As everyone knows, the traditional journalism model is in trouble.

There's not much profit to be made selling newspapers filled with the same stories that are available for free to readers in a much more convenient format. And today's readership prefers an interaction with the news that papers alone simply can't provide.

Yet, as Jefferson points out, investigative journalism is vital in a democracy. And we're not going to maintain our current level of journalism by laying off reporters, which seems to be the cost-cutting trend.

Filling the void, Howard Kurtz pointed earlier this month, are high-priced newsletters and trade publications. Rather than write for the general public, which is the target of newspapers, these smaller outfits provide content for niche audiences willing to pay large sums for the information.

This jumped at me today as I read the New York Times online and flipped through the Politico, which is delivered to my desk each morning.
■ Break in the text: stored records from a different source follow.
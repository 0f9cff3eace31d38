// SPDX-License-Identifier: MIT
//
// Copyright 2016-2025, Johann Tuffe.

use std::fmt;
#[cfg(feature = "chrono")]
use std::sync::OnceLock;

use serde::de::Visitor;
use serde::Deserialize;

use super::CellErrorType;

// Constants used in Excel date calculations.
const DAY_SECONDS: f64 = 24.0 * 60.0 * 60.;
const HOUR_SECONDS: u64 = 60 * 60;
const MINUTE_SECONDS: u64 = 60;
const YEAR_DAYS: u64 = 365;
const YEAR_DAYS_4: u64 = YEAR_DAYS * 4 + 1;
const YEAR_DAYS_100: u64 = YEAR_DAYS * 100 + 25;
const YEAR_DAYS_400: u64 = YEAR_DAYS * 400 + 97;

#[cfg(feature = "chrono")]
static EXCEL_EPOCH: OnceLock<chrono::NaiveDateTime> = OnceLock::new();

#[cfg(feature = "chrono")]
// https://learn.microsoft.com/en-us/office/troubleshoot/excel/1900-and-1904-date-system
const EXCEL_1900_1904_DIFF: f64 = 1462.;

#[cfg(feature = "chrono")]
const MS_MULTIPLIER: f64 = 24f64 * 60f64 * 60f64 * 1e+3f64;

/// An enum to represent all different data types that can appear as
/// a value in a worksheet cell
#[derive(Debug, Clone, PartialEq, Default)]
pub enum Data {
    /// Signed integer
    Int(i64),
    /// Float
    Float(f64),
    /// String
    String(String),
    /// Boolean
    Bool(bool),
    /// Date or Time
    DateTime(ExcelDateTime),
    /// Date, Time or Date/Time in ISO 8601
    DateTimeIso(String),
    /// Duration in ISO 8601
    DurationIso(String),
    /// Error
    Error(CellErrorType),
    /// Empty cell
    #[default]
    Empty,
}

/// An enum to represent all different data types that can appear as
/// a value in a worksheet cell
impl DataType for Data {
    fn is_empty(&self) -> bool {
        *self == Data::Empty
    }
    fn is_int(&self) -> bool {
        matches!(*self, Data::Int(_))
    }
    fn is_float(&self) -> bool {
        matches!(*self, Data::Float(_))
    }
    fn is_bool(&self) -> bool {
        matches!(*self, Data::Bool(_))
    }
    fn is_string(&self) -> bool {
        matches!(*self, Data::String(_))
    }

    #[cfg(feature = "chrono")]
    #[cfg_attr(docsrs, doc(cfg(feature = "chrono")))]
    fn is_duration_iso(&self) -> bool {
        matches!(*self, Data::DurationIso(_))
    }

    #[cfg(feature = "chrono")]
    #[cfg_attr(docsrs, doc(cfg(feature = "chrono")))]
    fn is_datetime(&self) -> bool {
        matches!(*self, Data::DateTime(_))
    }

    #[cfg(feature = "chrono")]
    #[cfg_attr(docsrs, doc(cfg(feature = "chrono")))]
    fn is_datetime_iso(&self) -> bool {
        matches!(*self, Data::DateTimeIso(_))
    }

    fn is_error(&self) -> bool {
        matches!(*self, Data::Error(_))
    }

    fn get_int(&self) -> Option<i64> {
        if let Data::Int(v) = self {
            Some(*v)
        } else {
            None
        }
    }
    fn get_float(&self) -> Option<f64> {
        if let Data::Float(v) = self {
            Some(*v)
        } else {
            None
        }
    }
    fn get_bool(&self) -> Option<bool> {
        if let Data::Bool(v) = self {
            Some(*v)
        } else {
            None
        }
    }
    fn get_string(&self) -> Option<&str> {
        if let Data::String(v) = self {
            Some(&**v)
        } else {
            None
        }
    }

    #[cfg(feature = "chrono")]
    #[cfg_attr(docsrs, doc(cfg(feature = "chrono")))]
    fn get_datetime(&self) -> Option<ExcelDateTime> {
        match self {
            Data::DateTime(v) => Some(*v),
            _ => None,
        }
    }

    #[cfg(feature = "chrono")]
    #[cfg_attr(docsrs, doc(cfg(feature = "chrono")))]
    fn get_datetime_iso(&self) -> Option<&str> {
        match self {
            Data::DateTimeIso(v) => Some(&**v),
            _ => None,
        }
    }

    #[cfg(feature = "chrono")]
    #[cfg_attr(docsrs, doc(cfg(feature = "chrono")))]
    fn get_duration_iso(&self) -> Option<&str> {
        match self {
            Data::DurationIso(v) => Some(&**v),
            _ => None,
        }
    }

    fn get_error(&self) -> Option<&CellErrorType> {
        match self {
            Data::Error(e) => Some(e),
            _ => None,
        }
    }

    fn as_string(&self) -> Option<String> {
        match self {
            Data::Float(v) => Some(v.to_string()),
            Data::Int(v) => Some(v.to_string()),
            Data::String(v) => Some(v.clone()),
            _ => None,
        }
    }

    fn as_i64(&self) -> Option<i64> {
        match self {
            Data::Int(v) => Some(*v),
            Data::Float(v) => Some(*v as i64),
            Data::Bool(v) => Some(*v as i64),
            Data::String(v) => atoi_simd::parse::<i64>(v.as_bytes()).ok(),
            _ => None,
        }
    }

    fn as_f64(&self) -> Option<f64> {
        match self {
            Data::Int(v) => Some(*v as f64),
            Data::Float(v) => Some(*v),
            Data::Bool(v) => Some((*v as i32).into()),
            Data::String(v) => fast_float2::parse(v).ok(),
            _ => None,
        }
    }
}

impl PartialEq<&str> for Data {
    fn eq(&self, other: &&str) -> bool {
        matches!(*self, Data::String(ref s) if s == other)
    }
}

impl PartialEq<str> for Data {
    fn eq(&self, other: &str) -> bool {
        matches!(*self, Data::String(ref s) if s == other)
    }
}

impl PartialEq<f64> for Data {
    fn eq(&self, other: &f64) -> bool {
        matches!(*self, Data::Float(ref s) if *s == *other)
    }
}

impl PartialEq<bool> for Data {
    fn eq(&self, other: &bool) -> bool {
        matches!(*self, Data::Bool(ref s) if *s == *other)
    }
}

impl PartialEq<i64> for Data {
    fn eq(&self, other: &i64) -> bool {
        matches!(*self, Data::Int(ref s) if *s == *other)
    }
}

impl fmt::Display for Data {
    fn fmt(&self, f: &mut fmt::Formatter<'_>) -> std::result::Result<(), fmt::Error> {
        match *self {
            Data::Int(ref e) => write!(f, "{e}"),
            Data::Float(ref e) => write!(f, "{e}"),
            Data::String(ref e) => write!(f, "{e}"),
            Data::Bool(ref e) => write!(f, "{e}"),
            Data::DateTime(ref e) => write!(f, "{e}"),
            Data::DateTimeIso(ref e) => write!(f, "{e}"),
            Data::DurationIso(ref e) => write!(f, "{e}"),
            Data::Error(ref e) => write!(f, "{e}"),
            Data::Empty => Ok(()),
        }
    }
}
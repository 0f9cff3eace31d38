//! Parse vbaProject.bin file
//!
//! Retranscription from:
//! https://github.com/unixfreak0037/officeparser/blob/master/officeparser.py

use std::collections::HashMap;
use std::io::Read;
use std::path::PathBuf;

use byteorder::{LittleEndian, ReadBytesExt};
use log::{debug, log_enabled, warn, Level};

use crate::cfb::{Cfb, XlsEncoding};
use crate::utils::read_u16;

/// A VBA specific error enum
#[derive(Debug)]
pub enum VbaError {
    /// Error comes from a cfb parsing
    Cfb(crate::cfb::CfbError),
    /// Io error
    Io(std::io::Error),

    /// Cannot find module
    ModuleNotFound(String),
    /// Generic unknown u16 value
    Unknown {
        /// error type
        typ: &'static str,
        /// value found
        val: u16,
    },
    /// Invalid libid format
    LibId,
    /// Invalid record id
    InvalidRecordId {
        /// expected record id
        expected: u16,
        /// record if found
        found: u16,
    },
}

from_err!(crate::cfb::CfbError, VbaError, Cfb);
from_err!(std::io::Error, VbaError, Io);

impl std::fmt::Display for VbaError {
    fn fmt(&self, f: &mut std::fmt::Formatter<'_>) -> std::fmt::Result {
        match self {
            VbaError::Io(e) => write!(f, "I/O error: {}", e),
            VbaError::Cfb(e) => write!(f, "Cfb error: {}", e),

            VbaError::ModuleNotFound(e) => write!(f, "Cannot find module '{}'", e),
            VbaError::Unknown { typ, val } => write!(f, "Unknown {} '{:X}'", typ, val),
            VbaError::LibId => write!(f, "Unexpected libid format"),
            VbaError::InvalidRecordId { expected, found } => write!(
                f,
                "Invalid record id: expecting {:X} found {:X}",
                expected, found
            ),
        }
    }
}

impl std::error::Error for VbaError {
    fn source(&self) -> Option<&(dyn std::error::Error + 'static)> {
        match self {
            VbaError::Io(e) => Some(e),
            VbaError::Cfb(e) => Some(e),
            _ => None,
        }
    }
}

/// A struct for managing VBA reading
#[allow(dead_code)]
#[derive(Clone)]
pub struct VbaProject {
    references: Vec<Reference>,
    modules: HashMap<String, Vec<u8>>,
    encoding: XlsEncoding,
}

impl VbaProject {
    /// Create a new `VbaProject` out of the vbaProject.bin `ZipFile` or xls file
    ///
    /// Starts reading project metadata (header, directories, sectors and minisectors).
    pub fn new<R: Read>(r: &mut R, len: usize) -> Result<VbaProject, VbaError> {
        let mut cfb = Cfb::new(r, len)?;
        VbaProject::from_cfb(r, &mut cfb)
    }

    /// Creates a new `VbaProject` out of a Compound File Binary and the corresponding reader
    pub fn from_cfb<R: Read>(r: &mut R, cfb: &mut Cfb) -> Result<VbaProject, VbaError> {
        // dir stream
        let stream = cfb.get_stream("dir", r)?;
        let stream = crate::cfb::decompress_stream(&*stream)?;
        let stream = &mut &*stream;

        // read dir information record (not used)
        let encoding = read_dir_information(stream)?;

        // array of REFERENCE records
        let refs = Reference::from_stream(stream, &encoding)?;

        // modules
        let mods: Vec<Module> = read_modules(stream, &encoding)?;

        // read all modules
        let modules: HashMap<String, Vec<u8>> = mods
            .into_iter()
            .map(|m| {
                cfb.get_stream(&m.stream_name, r).and_then(|s| {
                    crate::cfb::decompress_stream(&s[m.text_offset..]).map(move |s| (m.name, s))
                })
            })
            .collect::<Result<HashMap<_, _>, _>>()?;

        Ok(VbaProject {
            references: refs,
            modules,
            encoding,
        })
    }

    /// Gets the list of `Reference`s
    pub fn get_references(&self) -> &[Reference] {
        &self.references
    }

    /// Gets the list of `Module` names
    pub fn get_module_names(&self) -> Vec<&str> {
        self.modules.keys().map(|k| &**k).collect()
    }

    /// Reads module content and tries to convert to utf8
    ///
    /// While it works most of the time, the modules are MBCS encoding and the conversion
    /// may fail. If this is the case you should revert to `read_module_raw` as there is
    /// no built in decoding provided in this crate
    ///
    /// # Examples
    /// ```no_run
    /// use xlsb_reader::{Reader, open_workbook, Xlsb};
    ///
    /// # let path = format!("{}/tests/vba.xlsb", env!("CARGO_MANIFEST_DIR"));
    /// let mut xl: Xlsb<_> = open_workbook(path).expect("Cannot find excel file");
    /// if let Some(Ok(mut vba)) = xl.vba_project() {
    ///     let vba = vba.to_mut();
    ///     let modules = vba.get_module_names().into_iter()
    ///                      .map(|s| s.to_string()).collect::<Vec<_>>();
    ///     for m in modules {
    ///         println!("Module {}:", m);
    ///         println!("{}", vba.get_module(&m)
    ///                           .expect(&format!("cannot read {:?} module", m)));
    ///     }
    /// }
    /// ```
    pub fn get_module(&self, name: &str) -> Result<String, VbaError> {
        debug!("read module {}", name);
        let data = self.get_module_raw(name)?;
        Ok(self.encoding.decode_all(data, None))
    }

    /// Reads module content (MBCS encoded) and output it as-is (binary output)
    pub fn get_module_raw(&self, name: &str) -> Result<&[u8], VbaError> {
        match self.modules.get(name) {
            Some(m) => Ok(&**m),
            None => Err(VbaError::ModuleNotFound(name.into())),
        }
    }
}

/// A vba reference
#[derive(Debug, Clone, Hash, Eq, PartialEq)]
pub struct Reference {
    /// name
    pub name: String,
    /// description
    pub description: String,
    /// location of the reference
    pub path: PathBuf,
}

impl Reference {
    /// Check if the reference location is accessible
    pub fn is_missing(&self) -> bool {
        !self.path.exists()
    }

    /// Gets the list of references from the dir_stream relevant part
    fn from_stream(stream: &mut &[u8], encoding: &XlsEncoding) -> Result<Vec<Reference>, VbaError> {
        debug!("read all references metadata");

        let mut references = Vec::new();
        let mut reference = Reference {
            name: "".to_string(),
            description: "".to_string(),
            path: "".into(),
        };

        loop {
            let check = stream.read_u16::<LittleEndian>();
            match check? {
                0x000F => {
                    // termination of references array
                    if !reference.name.is_empty() {
                        references.push(reference);
                    }
                    break;
                }
                0x0016 => {
                    // REFERENCENAME
                    if !reference.name.is_empty() {
                        references.push(reference);
                    }
                    let name = read_variable_record(stream, 1)?;
                    let name = encoding.decode_all(name, None);
                    reference = Reference {
                        name: name.clone(),
                        description: name,
                        path: "".into(),
                    };
                    check_variable_record(0x003E, stream)?; // unicode
                }
                0x0033 => {
                    // REFERENCEORIGINAL (followed by REFERENCECONTROL)
                    reference.set_libid(stream, encoding)?;
                }
                0x002F => {
                    // REFERENCECONTROL
                    *stream = &stream[4..]; // SizeTwiddled: len of total ref control
                    reference.set_libid(stream, encoding)?;

                    *stream = &stream[6..];
                    match stream.read_u16::<LittleEndian>()? {
                        0x0016 => {
                            // optional name record extended
                            read_variable_record(stream, 1)?; // name extended
                            check_variable_record(0x003E, stream)?; // name extended unicode
                            check_record(0x0030, stream)?;
                        }
                        0x0030 => (),
                        e => {
                            return Err(VbaError::Unknown {
                                typ: "token in reference control",
                                val: e,
                            });
                        }
                    }
                    *stream = &stream[4..];
                    reference.set_libid(stream, encoding)?;
                    *stream = &stream[26..];
                }
                0x000D => {
                    // REFERENCEREGISTERED
                    *stream = &stream[4..];
                    reference.set_libid(stream, encoding)?;
                    *stream = &stream[6..];
                }
                0x000E => {
                    // REFERENCEPROJECT
                    *stream = &stream[4..];
                    let absolute = read_variable_record(stream, 1)?; // project libid absolute
                    {
                        let absolute = encoding.decode_all(absolute, None);
                        reference.path = if absolute.starts_with("*\\C") {
                            absolute[3..].into()
                        } else {
                            absolute.into()
                        };
                    }
                    read_variable_record(stream, 1)?; // project libid relative
                    *stream = &stream[6..];
                }
                c => {
                    return Err(VbaError::Unknown {
                        typ: "check id",
                        val: c,
                    });
                }
            }
        }

        debug!("references: {:#?}", references);
        Ok(references)
    }

    fn set_libid(&mut self, stream: &mut &[u8], encoding: &XlsEncoding) -> Result<(), VbaError> {
        let libid = read_variable_record(stream, 1)?; //libid twiddled
        if libid.is_empty() || libid.ends_with(b"##") {
            return Ok(());
        }
        let libid = encoding.decode_all(libid, None);
        let mut parts = libid.rsplit('#');
        match (parts.next(), parts.next()) {
            (Some(desc), Some(path)) => {
                self.description = desc.into();
                // use original path if already set
                if !path.is_empty() && self.path.as_os_str().is_empty() {
                    self.path = path.into();
                }
                Ok(())
            }
            _ => Err(VbaError::LibId),
        }
    }
}

/// A vba module
#[derive(Debug, Clone, Default)]
struct Module {
    /// module name as it appears in vba project
    name: String,
    stream_name: String,
    text_offset: usize,
}

fn read_dir_information(stream: &mut &[u8]) -> Result<XlsEncoding, VbaError> {
    debug!("read dir header");

    // PROJECTSYSKIND, PROJECTLCID and PROJECTLCIDINVOKE Records
    *stream = &stream[30..];

    // PROJECT Codepage
    let encoding = XlsEncoding::from_codepage(read_u16(&stream[6..8]))?;
    *stream = &stream[8..];

    // PROJECTNAME Record
    check_variable_record(0x0004, stream)?;

    // PROJECTDOCSTRING Record
    check_variable_record(0x0005, stream)?;
    check_variable_record(0x0040, stream)?; // unicode

    // PROJECTHELPFILEPATH Record - MS-OVBA 2.3.4.2.1.7
    check_variable_record(0x0006, stream)?;
    check_variable_record(0x003D, stream)?;

    // PROJECTHELPCONTEXT PROJECTLIBFLAGS and PROJECTVERSION Records
    *stream = &stream[32..];

    // PROJECTCONSTANTS Record
    check_variable_record(0x000C, stream)?;
    check_variable_record(0x003C, stream)?; // unicode

    Ok(encoding)
}

fn read_modules(stream: &mut &[u8], encoding: &XlsEncoding) -> Result<Vec<Module>, VbaError> {
    debug!("read all modules metadata");
    *stream = &stream[4..];

    let module_len = stream.read_u16::<LittleEndian>()? as usize;

    *stream = &stream[8..]; // PROJECTCOOKIE record
    let mut modules = Vec::with_capacity(module_len);

    for _ in 0..module_len {
        // name
        let name = check_variable_record(0x0019, stream)?;
        let name = encoding.decode_all(name, None);

        check_variable_record(0x0047, stream)?; // unicode

        let stream_name = check_variable_record(0x001A, stream)?; // stream name
        let stream_name = encoding.decode_all(stream_name, None);

        check_variable_record(0x0032, stream)?; // stream name unicode
        check_variable_record(0x001C, stream)?; // doc string
        check_variable_record(0x0048, stream)?; // doc string unicode

        // offset
        check_record(0x0031, stream)?;
        *stream = &stream[4..];
        let offset = stream.read_u32::<LittleEndian>()? as usize;

        // help context
        check_record(0x001E, stream)?;
        *stream = &stream[8..];

        // cookie
        check_record(0x002C, stream)?;
        *stream = &stream[6..];

        match stream.read_u16::<LittleEndian>()? {
            0x0021 /* procedural module */ |
            0x0022 /* document, class or designer module */ => (),
            e => return Err(VbaError::Unknown { typ: "module typ", val: e }),
        }

        loop {
            *stream = &stream[4..]; // reserved
            match stream.read_u16::<LittleEndian>() {
                Ok(0x0025) /* readonly */ | Ok(0x0028) /* private */ => (),
                Ok(0x002B) => break,
                Ok(e) => return Err(VbaError::Unknown { typ: "record id", val: e }),
                Err(e) => return Err(VbaError::Io(e)),
            }
        }
        *stream = &stream[4..]; // reserved

        modules.push(Module {
            name,
            stream_name,
            text_offset: offset,
        });
    }

    Ok(modules)
}

/// Reads a variable length record
///
/// `mult` is a multiplier of the length (e.g 2 when parsing XLWideString)
fn read_variable_record<'a>(r: &mut &'a [u8], mult: usize) -> Result<&'a [u8], VbaError> {
    let len = r.read_u32::<LittleEndian>()? as usize * mult;
    let (read, next) = r.split_at(len);
    *r = next;
    Ok(read)
}

/// Check that next record matches `id` and returns a variable length record
fn check_variable_record<'a>(id: u16, r: &mut &'a [u8]) -> Result<&'a [u8], VbaError> {
    check_record(id, r)?;
    let record = read_variable_record(r, 1)?;
    if log_enabled!(Level::Warn) && record.len() > 100_000 {
        warn!(
            "record id {} as a suspicious huge length of {} (hex: {:x})",
            id,
            record.len(),
            record.len() as u32
        );
    }
    Ok(record)
}

/// Check that next record matches `id`
fn check_record(id: u16, r: &mut &[u8]) -> Result<(), VbaError> {
    debug!("check record {:x}", id);
    let record_id = r.read_u16::<LittleEndian>()?;
    if record_id != id {
        Err(VbaError::InvalidRecordId {
            expected: id,
            found: record_id,
        })
    } else {
        Ok(())
    }
}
The New York Times covered President Obama's call to Congress for a climate change bill not with a staff reporter but with a syndicated article published by ClimateWire, one of those aforementioned high-priced newsletters.

And Politico detailed the lobbying battle over new climate change legislation in a front-page story written not by a staff reporter but by someone at the Center for Public Integrity.

Outsourcing — the future of journalism?

Comments

SAL said…
For what it's worth (exactly nothing, I'm sure), I have next to no interest in interacting with my news.
Anonymous said…
SAL doesn't realize it, but she participates in a good amount of social media. She comments on blogs. She listen to podcasts. You get the point.
SAL said…
point taken, but I was thinking more of newspapers, which was the subject at hand. My favorite thing re: news is the mug of coffee and the actual newspaper--the interacting being with the person I'm sitting next to as I comment on the news. So I'm not saying I don't want to interact in general...I guess just that you made the comment that today's newspaper readers want to interact with their news and I guess I still feel like I'm on the other side of that fence, for now, at least.
Anonymous said…
Tell me, though: is that the full extent of your daily news consumption? After your morning newspaper reading, is it another 23.5 hours before you learn of new happenings?
SAL said…
I listen to All Things Considered/Marketplace while making dinner, so, more like 10 hours, I guess. If something major happens usually somebody screams over from their cubicle at work.
I'm not saying I've never read the newspaper online, but it's not something I do every day.
Anonymous said…
You're making an unnecessary distinction when you say you don't read newspapers online. You read blogs! You listen to podcasts from journalists about music and TV!
SAL said…
I suppose I am making a false, old-fashioned, useless distinction, indeed. But, I wasn't counting listening to 2 guys dissect the latest episode of _The Office_ (the podcast I listened to this morning) as "news" or "journalism." So I was separating in my head my time spent interacting with "news" (narrowly defined by me as newspapers, whether print or online) and with "other media."
It's an interesting question, to be sure, about where those boundaries lie. I suppose I shall have to reconsider them.
Anonymous said…
And the Gossip Girl podcast that you listen to is hosted by women who work for the Tribune Company, which, although bankrupt, is a major media outlet!